New research has traced the history of antibiotics and antibiotic resistance back some 350-500 million years, a study in deep microorganism genealogy that could help in our current battle to contain the rise of superbugs.

The team focussed on a class of antibiotics called glycopeptides - such as vancomycin and teicoplanin - and the way they have evolved down the millennia. Vancomycin is defined as an essential medicine by the World Health Organisation, and can be used as a last resort medication in some cases.  

These antibiotics are also under a growing threat from antibiotic resistance, as bacteria evolve to resist the best medicines we can throw at them. The researchers hoped to uncover some clues as to how we might win the evolutionary race in the future, and outpace the defences that microbes are putting up.

"The results we uncovered in this study offer a valuable lens through which to consider the current antibiotic crisis," says biochemist Nicholas Waglechner, from McMaster University in Canada.

Tracking glycopeptides back through time isn't easy. As the team notes in their paper, glycopeptide antibiotics are produced by Actinobacteria, an important phylum of microbes found in soil.

To track the synthesis of glycopeptide antibiotics through evolutionary time, the researchers had to turn to biosynthetic gene clusters (BGCs) that can contain genes not just for producing and regulating these glycopeptides, but also for resistance. Not an easy task, considering BGCs can vary in their chemical make-up, and can each have their own separate family tree.

"Extracting this history from genome sequences is difficult as conservation of the individual components of these gene clusters is variable and each component can have a different trajectory," the team writes in their study.

This is one of only a few studies so far that's used BGCs to look at how antibiotic production and antibiotic resistance might have evolved in tandem. Some of the biosynthesis that has happened along the way could be useful in engineering future drug treatments.

The researchers found that glycopeptide resistance sprang up in Actinobacteria around the same time as the genes responsible for producing the ancestors of vancomycin – and all that happened around 350 to 500 million years ago.

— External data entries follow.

mod moves;
mod piece;
mod position;
mod square;
mod piece_moves;

#[cfg(test)]
mod tests;

pub use moves::*;
pub use piece::*;
pub use position::*;
pub use square::*;
pub use piece_moves::MoveList;
use super::piece_square_tables::PieceSquareTables;
use super::zobrist::Zobrist;

/// Seed for the default Zobrist keys
pub const DEFAULT_SEED: u64 = 0x2545_f491_4f6c_dd1d;

/// Read-only data every search needs: hashing keys and evaluation tables.
/// Built once and shared between searches behind an `Arc`.
#[derive(Debug, Clone)]
pub struct EngineContext {
    pub zobrist: Zobrist,
    pub tables: PieceSquareTables,
}

impl Default for EngineContext {
    fn default() -> Self {
        Self::new()
    }
}

impl EngineContext {
    pub fn new() -> Self {
        Self::with_seed(DEFAULT_SEED)
    }

    pub fn with_seed(seed: u64) -> Self {
        Self {
            zobrist: Zobrist::new(seed),
            tables: PieceSquareTables::default(),
        }
    }
}
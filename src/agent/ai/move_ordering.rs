// Move ordering for alpha-beta search
//
// Captures are ranked by victim value minus a tenth of the attacker's value,
// promotions get a flat bonus on top of the new piece's value. Moves that
// score the same keep the generator's order.

use crate::game_repr::{Color, Move, MoveList, Position};
use super::evaluation::piece_value;

const PROMOTION_BONUS: f32 = 10.0;

/// Heuristic ordering score of a move in `pos` (higher is searched first)
pub fn move_score(pos: &Position, mv: &Move) -> f32 {
    let mut score = 0.0;

    if let Some(cap) = mv.capture {
        if let (Some(victim), Some(attacker)) = (pos.piece_at(cap), pos.piece_at(mv.from)) {
            score += piece_value(victim.kind) - 0.1 * piece_value(attacker.kind);
        }
    }

    if mv.is_promotion() {
        score += PROMOTION_BONUS;
        if let Some(kind) = mv.promotion_kind() {
            score += piece_value(kind);
        }
    }

    score
}

/// Stable sort, best first
pub fn order_moves(pos: &Position, moves: MoveList) -> MoveList {
    let mut scored: Vec<(f32, Move)> = moves.into_iter().map(|mv| (move_score(pos, &mv), mv)).collect();
    scored.sort_by(|a, b| b.0.total_cmp(&a.0));
    scored.into_iter().map(|(_, mv)| mv).collect()
}

/// Engine moves for `side`, ordered, with `pv_move` (the best move of the
/// previous iteration) searched first when it is still available
pub fn generate_ordered_moves(pos: &Position, side: Color, pv_move: Option<Move>) -> MoveList {
    let mut moves = order_moves(pos, pos.engine_moves(side));

    if let Some(pv) = pv_move {
        if let Some(idx) = moves.iter().position(|mv| *mv == pv) {
            let mv = moves.remove(idx);
            moves.insert(0, mv);
        }
    }

    moves
}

"These compounds have been useful to bacteria on the planet even before dinosaurs appeared, and resistance co-evolved with production as a means of self-protection for producing bacteria," says Waglechner.

"The use of vancomycin in modern times in medicine and agriculture has resulted in the movement of resistance from these innocuous producers to disease-causing bacteria over a few short decades."

If we are able to produce improved medications from learning about this evolutionary context, the sooner it arrives the better. Evidence of antibiotic resistance is now being found in some of the remotest places on Earth, and even in space.

All hope is not lost though. Scientists continue to discover new possibilities for developing the next wave of antibiotics, whether that's looking in the soil microbes clinging to insects, or combining existing drugs together in new ways.

"Our findings are of significant interest," says biochemist Gerry Wright, from McMaster University in Canada.

"Our study reveals several implications in how we could potentially manage antibiotic use and find new drugs for antimicrobial infections."

The research has been published in Nature Microbiology.